Mocno prawdopodobnym jest że usterki w Parku Wodnym (2014 r.) musiał zacząć zauważać ktoś z pracowników ze względu na częstotliwość przebywania w tym miejscu. Jeśli był to konserwator niejaki Maciej Matuszyk dlaczego nie poinformował odpowiednie służby co się dzieje? Czy była to jego decyzja czy ktoś mu podpowiedział jak ma się zachować? Kluczowym jest czy PINB w Gorlicach kompletnie nic nie wiedział o problemach basenu te 5 i pół roku wstecz czy jednak jakiś dokument potwierdzający że takową wiedzę posiadał istnieje a my o tym nie wiemy.

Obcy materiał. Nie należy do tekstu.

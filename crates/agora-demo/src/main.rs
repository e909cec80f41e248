//! Scripted walk through one job's life: post, claim mid-auction, submit,
//! approve. Prints every ledger event and the final balances.
//!
//! Run with `RUST_LOG=debug cargo run -p agora-demo` to see the escrow
//! movements as they happen.

use std::sync::Arc;

use agora_escrow::InMemoryEscrow;
use agora_ledger::{JobLedger, ManualClock};
use agora_reputation::ReputationTracker;
use agora_types::{AgentId, Amount};
use anyhow::Result;
use chrono::Utc;
use tracing::info;
use tracing_subscriber::EnvFilter;

#[tokio::main]
async fn main() -> Result<()> {
    tracing_subscriber::fmt()
        .with_env_filter(
            EnvFilter::try_from_default_env().unwrap_or_else(|_| EnvFilter::new("info")),
        )
        .init();

    let escrow = InMemoryEscrow::new();
    let clock = Arc::new(ManualClock::starting_at(Utc::now()));
    let ledger = JobLedger::with_clock(
        Arc::new(escrow.clone()),
        ReputationTracker::new(),
        clock.clone(),
    );
    let mut events = ledger.subscribe();

    let requester = AgentId::new();
    let worker = AgentId::new();
    escrow.deposit(&requester, Amount::new(1_000)).await?;

    info!(%requester, %worker, "agents funded and ready");

    // Post: 100..200 over a 60 second auction, one hour to do the work
    let job_id = ledger
        .post_job(
            &requester,
            "label 5k images for a vision benchmark",
            Amount::new(100),
            Amount::new(200),
            60,
            3_600,
        )
        .await?;

    // Half the auction elapses before anyone bites
    clock.advance_secs(30);
    let price = ledger.current_price(job_id).await?;
    info!(%job_id, %price, "auction at the halfway mark");

    let locked = ledger.claim_job(job_id, &worker, 7).await?;
    info!(%job_id, %locked, "worker claimed at the current price");

    ledger
        .submit_work(job_id, &worker, "s3://agora-demo/results/labels.parquet")
        .await?;
    ledger.approve_work(job_id, &requester, 92).await?;

    while let Ok(event) = events.try_recv() {
        println!("event: {event:?}");
    }

    let stats = ledger.stats_of(&worker).await;
    println!(
        "worker: completed={} earned={} avg_rating={:?}",
        stats.completed_jobs, stats.total_earned, stats.average_rating
    );
    println!(
        "balances: requester={} worker={} escrowed={}",
        escrow.balance_of(&requester).await,
        escrow.balance_of(&worker).await,
        escrow.total_held().await,
    );

    Ok(())
}
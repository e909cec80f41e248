//! Agora Reputation - Per-agent aggregate statistics
//!
//! A pure accounting sink. The tracker is invoked only by the job ledger on
//! successful terminal transitions, so its mutators never fail: they only
//! aggregate already-validated data. Rows are created lazily on the first
//! terminal event touching an agent.

use std::collections::HashMap;
use std::sync::Arc;

use agora_types::{AgentId, AgentStats, AgentStatsView, Amount};
use tokio::sync::RwLock;
use tracing::debug;

/// Tracker of per-agent completion and dispute aggregates
#[derive(Clone, Default)]
pub struct ReputationTracker {
    stats: Arc<RwLock<HashMap<AgentId, AgentStats>>>,
}

impl ReputationTracker {
    /// Create an empty tracker
    pub fn new() -> Self {
        Self::default()
    }

    /// Record a completed job: one more completion, `amount` earned,
    /// `rating` added to the rating sum
    pub async fn record_completion(&self, agent: &AgentId, amount: Amount, rating: u8) {
        let mut stats = self.stats.write().await;
        let row = stats.entry(agent.clone()).or_default();
        row.completed_jobs += 1;
        row.total_earned = row
            .total_earned
            .checked_add(amount)
            .unwrap_or(row.total_earned);
        row.total_rating_sum += rating as u64;
        debug!(agent = %agent, %amount, rating, "recorded completion");
    }

    /// Record a disputed job
    pub async fn record_dispute(&self, agent: &AgentId) {
        let mut stats = self.stats.write().await;
        let row = stats.entry(agent.clone()).or_default();
        row.disputed_jobs += 1;
        debug!(agent = %agent, "recorded dispute");
    }

    /// Aggregate stats for an agent, with the average rating derived at
    /// query time. Agents with no terminal events report all-zero stats.
    pub async fn stats_of(&self, agent: &AgentId) -> AgentStatsView {
        let stats = self.stats.read().await;
        match stats.get(agent) {
            Some(row) => AgentStatsView::from(row),
            None => AgentStatsView::from(&AgentStats::default()),
        }
    }
}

Legendę, że nikt, albo prawie nikt, nic nie wiedział o „usterkach” w Parku Wodnym, pogrzebały ostatecznie dokumenty wczoraj opublikowane na portalu. Mieszkamy w małych środowiskach i takie wieści jak grożące zawaleniem stropy i pękające ściany w tak słynnym budynku jak Park Wodny w Wysowej rozchodziły się błyskawicznie. W budynku zbierały się liczne komisje, w skład których wchodzili pracownicy Gminy Uście Gorlickie. To działo się na oczach personelu basenowego i przedsiębiorców tam prowadzących działalność gospodarczą. Musieli to zamieszanie widzieć także goście basenowi. O „usterkach” wiedział zatem tłum ludzi. Wójt Rydzanicz, dyrektor Pyrcz i inspektor Jamro nie mieli prawa przypuszczać, że uda się tę „tajemnicę” utrzymać w tajemnicy!!! Jak wiadomo postawiłem tezę w komentarzu z 24.10.2019 r., że PINB w Gorlicach został o wszystkim poinformowany. Nie ma na to na razie bezpośrednich dowodów na piśmie, ale może się znajdą zwłaszcza, że udowodniłem przy okazji, że ukrywano przede mną dostęp do informacji publicznej. Zresztą ten dostęp nadal jest utrudniony. Przegrzebałem moje archiwum dotyczące Parku Wodnego i nie znalazłem owego słynnego protokołu wystawionego przez inspektora Tomasza Jamro bodaj 28 sierpnia 2014 r., na który to dokument powołuje się inspektor Adamkiewicz i inspektor Mrozek w protokole z 29 stycznia 2015 r. Jeśli się mylę, to proszę o korektę, bo wszystkie dokumenty, które w sprawie Parku Wodnego otrzymałem, to „powiesiłem” na portalu.